Publication number: 20070143315
Type: Application
Filed: Dec 21, 2005
Publication Date: Jun 21, 2007
Inventor: Alan Stone (Morristown, NJ)
Application Number: 11/315,579

Abstract

Techniques for enabling applications of software stacks in different virtualization partitions to communicate using data elements, each data element including a metadata descriptor having one or more property-value pairs, the enabling including identifying a relationship between a first application and a second application based on a data element provided by each of the first application and the second application.

Description

Description

CROSS-REFERENCE TO RELATED APPLICATIONS

This application is also related to U.S. application Ser. No. ______ filed Dec. 21, 2005, entitled “Inter-Node Communication in a Distributed System,” being filed concurrently with the present application, which is also incorporated herein by reference.

BACKGROUND

This description relates to inter-partition communication in a virtualization environment.

In a typical non-virtualized computing system, a single operating system controls underlying hardware resources. A virtualization environment for a computing system generally includes a software component (“virtual machine monitor”) that arbitrates accesses to the hardware resources so that multiple software stacks, each including an operating system and applications, can share the resources. The virtual machine monitor presents to each software stack a set of virtual platform interfaces that constitute a virtual machine. In so doing, the virtual machine monitor virtualizes the computing system into multiple virtual partitions. Virtualizing a computing system can improve overall system security and reliability by isolating the multiple software stacks in the virtual machines. Security may be improved because intrusions can be confined to the virtual machine in which they occur, while reliability can be enhanced because software failures in one virtual machine do not affect the other virtual machines. Current virtual machine monitors enable software stacks in different virtual partitions to communicate with one another using techniques typically based on shared memory or networking.

DESCRIPTION OF DRAWINGS

FIG. 1 is a block diagram of a virtualization environment.

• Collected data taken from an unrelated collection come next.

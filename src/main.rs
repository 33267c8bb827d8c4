//! playlist-along - Convert, inject and create M3U playlists

use anyhow::Result;
use clap::{CommandFactory, Parser};
use tracing_subscriber::{layer::SubscriberExt, util::SubscriberInitExt};

mod cli;
mod config;
mod error;
mod generate;
mod playlist;
mod storage;

use cli::commands::CreateArgs;
use cli::{Cli, Commands};
use config::Config;
use playlist::{Placement, Playlist};

fn main() -> Result<()> {
    let cli = Cli::parse();

    // Initialize logging
    let filter = if cli.verbose {
        "playlist_along=debug"
    } else {
        "playlist_along=info"
    };

    tracing_subscriber::registry()
        .with(tracing_subscriber::EnvFilter::try_from_default_env().unwrap_or_else(|_| filter.into()))
        .with(
            tracing_subscriber::fmt::layer()
                .with_target(false)
                .with_writer(std::io::stderr),
        )
        .init();

    let config = Config::load(cli.config.as_deref())?;

    // Completions do not need a playlist
    if let Some(Commands::Completion { shell }) = cli.command {
        cli::commands::completion(shell);
        return Ok(());
    }
    let command = cli.command;

    let Some(file) = cli.file else {
        if command.is_none() {
            Cli::command().print_help()?;
        } else {
            println!("No file for script. Try 'playlist-along --help' for help.");
        }
        return Ok(());
    };
    let playlist = Playlist::new(&file);

    match command.unwrap_or(Commands::Display) {
        Commands::Display => {
            cli::commands::display(&playlist)?;
        }
        Commands::Convert { dest, copy } => {
            cli::commands::convert(&playlist, &dest, copy, &config)?;
        }
        Commands::Inject {
            injected,
            top: _,
            bottom,
        } => {
            let placement = if bottom { Placement::Bottom } else { Placement::Top };
            cli::commands::inject(&playlist, &Playlist::new(injected), placement, &config)?;
        }
        Commands::Create {
            from,
            nat_sort,
            platform_sort,
            rel: _,
            abs,
            extended,
            here,
            empty,
        } => {
            let args = CreateArgs {
                from,
                nat_sort,
                platform_sort,
                absolute: abs,
                extended,
                here,
                empty,
            };
            cli::commands::create(&file, &args, &config)?;
        }
        Commands::Completion { shell } => {
            cli::commands::completion(shell);
        }
    }

    Ok(())
}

FIG. 2 is a flow chart of a data content sharing process.

FIG. 3 is a flow chart of a data content retrieval process.

DETAILED DESCRIPTION

Referring to FIG. 1, a computing system 100 includes virtualized software 122, virtualization software 124, and platform hardware 114. The virtualization software 124 includes a software component, referred to in this description as a virtual machine monitor 110, that virtualizes the platform hardware 114 of the system 100 to provide a virtualization environment 102 in which multiple virtualization partitions co-exist. Each virtualization partition has a software stack 104 that includes applications 106 and an operating system 108. Provision of a multi-partitioned virtualization environment 102 enables multiple instances of one or more different operating systems to run on a single computing system 100.

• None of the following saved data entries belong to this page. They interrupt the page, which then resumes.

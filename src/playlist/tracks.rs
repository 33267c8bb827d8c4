//! Track line extraction

use super::is_track_line;

/// Extract track paths from playlist text
///
/// Lines are split on `\n` only and trimmed. Directives, comments and lines
/// without a supported audio extension are dropped, order is kept.
pub fn extract_track_paths(content: &str) -> Vec<String> {
    content
        .split('\n')
        .map(str::trim)
        .filter(|line| is_track_line(line))
        .map(String::from)
        .collect()
}

#[cfg(test)]
mod tests {
    use super::*;

    #[test]
    fn test_extract_empty() {
        assert!(extract_track_paths("").is_empty());
    }

    #[test]
    fn test_extract_skips_tags_and_trims() {
        let content = "#EXTM3U\n\
            #EXTINF:215,First track!\n\
            \x20   First track!.mp3   \n\
            #EXTINF:180,Second Track!\n\
            Second Track!.flac\r\n";
        assert_eq!(
            extract_track_paths(content),
            vec!["First track!.mp3", "Second Track!.flac"]
        );
    }

    #[test]
    fn test_extract_drops_unsupported_lines() {
        let content = "notes\ncover.jpg\nTrack 01.mp3\nvideo.mkv\nTrack 02.FLAC";
        assert_eq!(
            extract_track_paths(content),
            vec!["Track 01.mp3", "Track 02.FLAC"]
        );
    }

    #[test]
    fn test_extract_preserves_order() {
        let tracks = ["c.mp3", "a.flac", "b.mp3", "a.mp3"];
        let content = tracks.join("\n#comment\n");
        assert_eq!(extract_track_paths(&content), tracks);
    }
}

The virtual machine monitor 110 manages all hardware resources (e.g., processors 120, memory, and I/O devices) in a way that allows each partition's software stack 104 to have the illusion that it fully “owns” the underlying hardware and is thus the only system running on it. That is, the virtual machine monitor 110 presents a virtual machine to each software stack 104 and arbitrates access to the hardware resources in the underlying platform hardware 114 such that an operating system 108a or application 106a of one software stack 104a is unaware of the resource sharing that is taking place with an operating system 108b or application 106b of another software stack 104b.

Each application 106 of a software stack 104 in a virtualization partition has its own address space (“application-specific data repository”) 116 in which the application 106 can store data content and metadata descriptors. In some implementations, each metadata descriptor has one or more property-value pairs structured in accordance with a well-formed platform agnostic schema, such as the XML (eXtensible Markup Language) schema. Although the examples below refer to a data content having an associated metadata descriptor that describes attributes of the data content, there are instances in which a metadata descriptor stored in an application-specific data repository 116 is not associated with a data content, and also instances in which a data content is not associated with a metadata descriptor.

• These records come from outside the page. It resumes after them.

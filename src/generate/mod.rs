//! Playlist generation from a folder of audio files

pub mod duration;
pub mod sort;

pub use duration::{DurationProbe, NoDuration, TagDurationProbe};
pub use sort::{SortMode, Sorter, sorter_for};

use std::fs;
use std::path::{Path, PathBuf};
use tracing::debug;

use crate::error::{PlaylistError, Result};
use crate::playlist::inject::EXTM3U_HEADER;
use crate::playlist::is_supported_audio;

/// Options for building a playlist from a folder
#[derive(Debug, Clone, Copy, Default)]
pub struct GenerateOptions {
    /// Write `#EXTM3U` and `#EXTINF` tags
    pub extended: bool,
    /// Write bare filenames instead of absolute paths
    pub relative: bool,
    pub sort: SortMode,
}

/// A supported audio file found in the source folder
#[derive(Debug)]
struct Entry {
    name: String,
    absolute: String,
    stem: String,
    path: PathBuf,
}

/// Supported audio files directly inside `dir`
pub fn scan_audio_files(dir: &Path) -> Result<Vec<PathBuf>> {
    let scan_err = |source| PlaylistError::Scan {
        path: dir.to_path_buf(),
        source,
    };

    let mut files = Vec::new();
    for entry in fs::read_dir(dir).map_err(scan_err)? {
        let path = entry.map_err(scan_err)?.path();
        if path.is_file() && is_supported_audio(&path) {
            files.push(path);
        }
    }

    debug!("Found {} audio files in {}", files.len(), dir.display());
    Ok(files)
}

/// Build playlist text for the audio files in `dir`
///
/// Returns `None` when the folder holds no supported audio, so callers never
/// write an empty playlist by accident.
pub fn generate_playlist(
    dir: &Path,
    options: GenerateOptions,
    probe: &dyn DurationProbe,
) -> Result<Option<String>> {
    let files = scan_audio_files(dir)?;
    if files.is_empty() {
        return Ok(None);
    }

    let mut entries = Vec::with_capacity(files.len());
    for path in files {
        // Plain absolute form: no symlink resolution, no `\\?\` prefix on Windows
        let absolute = std::path::absolute(&path).map_err(|source| PlaylistError::Scan {
            path: path.clone(),
            source,
        })?;
        entries.push(Entry {
            name: file_name_string(&path),
            absolute: absolute.to_string_lossy().into_owned(),
            stem: path
                .file_stem()
                .map(|s| s.to_string_lossy().into_owned())
                .unwrap_or_default(),
            path: absolute,
        });
    }

    let sorter = sorter_for(options.sort);
    entries.sort_by(|a, b| sorter.compare(&a.name, &b.name));

    let mut content = String::new();
    if options.extended {
        content.push_str(EXTM3U_HEADER);
        content.push('\n');
    }
    for entry in &entries {
        if options.extended {
            let secs = probe.duration_secs(&entry.path).unwrap_or(0);
            content.push_str(&format!("#EXTINF:{},{}\n", secs, entry.stem));
        }
        if options.relative {
            content.push_str(&entry.name);
        } else {
            content.push_str(&entry.absolute);
        }
        content.push('\n');
    }

    Ok(Some(content))
}

fn file_name_string(path: &Path) -> String {
    path.file_name()
        .map(|s| s.to_string_lossy().into_owned())
        .unwrap_or_default()
}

The virtual machine monitor 110 can be implemented to provide a service, referred to in this description as a collaboration space 112, that enables applications of software stacks 104 in different virtualization partitions to communicate (e.g., share/retrieve data content, metadata descriptor, or both) without involving the operating systems 108 of the other respective software stacks 104. The collaboration space 112 is logically defined to support at least the following properties and primitives: (1) memory operations are performed using associative addressing, that is, addressing without physical or virtual addressing; (2) an application that is a data content source need not know anything about an application that is a data content sink and vice versa; and (3) an application that is a data content source need not be running (e.g., spawned or active) at the same time as an application that is a data content sink and vice versa. The collaboration space 112 can be implemented as a library of procedures for managing an address space (“central data repository”) of the virtual machine monitor 110. The library includes routines that enable an application of a software stack 104 of a virtualization partition to perform simple memory operations, such as a PUT procedure for storing data content 101b in the central data repository 118 and a GET procedure for retrieving data content 101b from the central data repository 118. In some implementations, the library of procedures derives a set of instruction classes from the native instructions of a processor's instruction set architecture. In some implementations, the processor's instructions set architecture is extended to include collaboration space specific instructions, such as a PUT_CS instruction and a GET_CS instruction, that support the properties and primitives of the collaboration space 112.

FIG. 2 shows a flow chart of a data content sharing process 200. To share a data content 101 located in its application-specific data repository 116, an application 106a calls (202) the PUT procedure and passes (204) arguments to the PUT procedure to effect a store request. In one implementation, the application 106a passes two pointers as arguments. The first pointer is to a location in the application-specific data repository 116a in which the data content (101b) to be shared is stored. The second pointer is to a location in the application-specific data repository 116a in which the metadata descriptor (101a) associated with the data content to be shared is stored.

The virtual machine monitor 110 executes (206) the instruction(s) of the PUT procedure, copies (208) the data content and metadata descriptor from the locations in the application-specific data repository 116a indicated by the pointers, and stores (210) the copies of the data content and metadata descriptor in the central data repository 118. In some implementations, the copies of the metadata descriptor 101a and data content 101b are stored in the central data repository 118, as a tag and payload respectively, of the data element 101 at a location of the central data repository 118 that is indirectly addressable by the metadata descriptor 101a. Once the data element 101 is stored, control is returned (212) to the application 106a in the usual way procedure calls return.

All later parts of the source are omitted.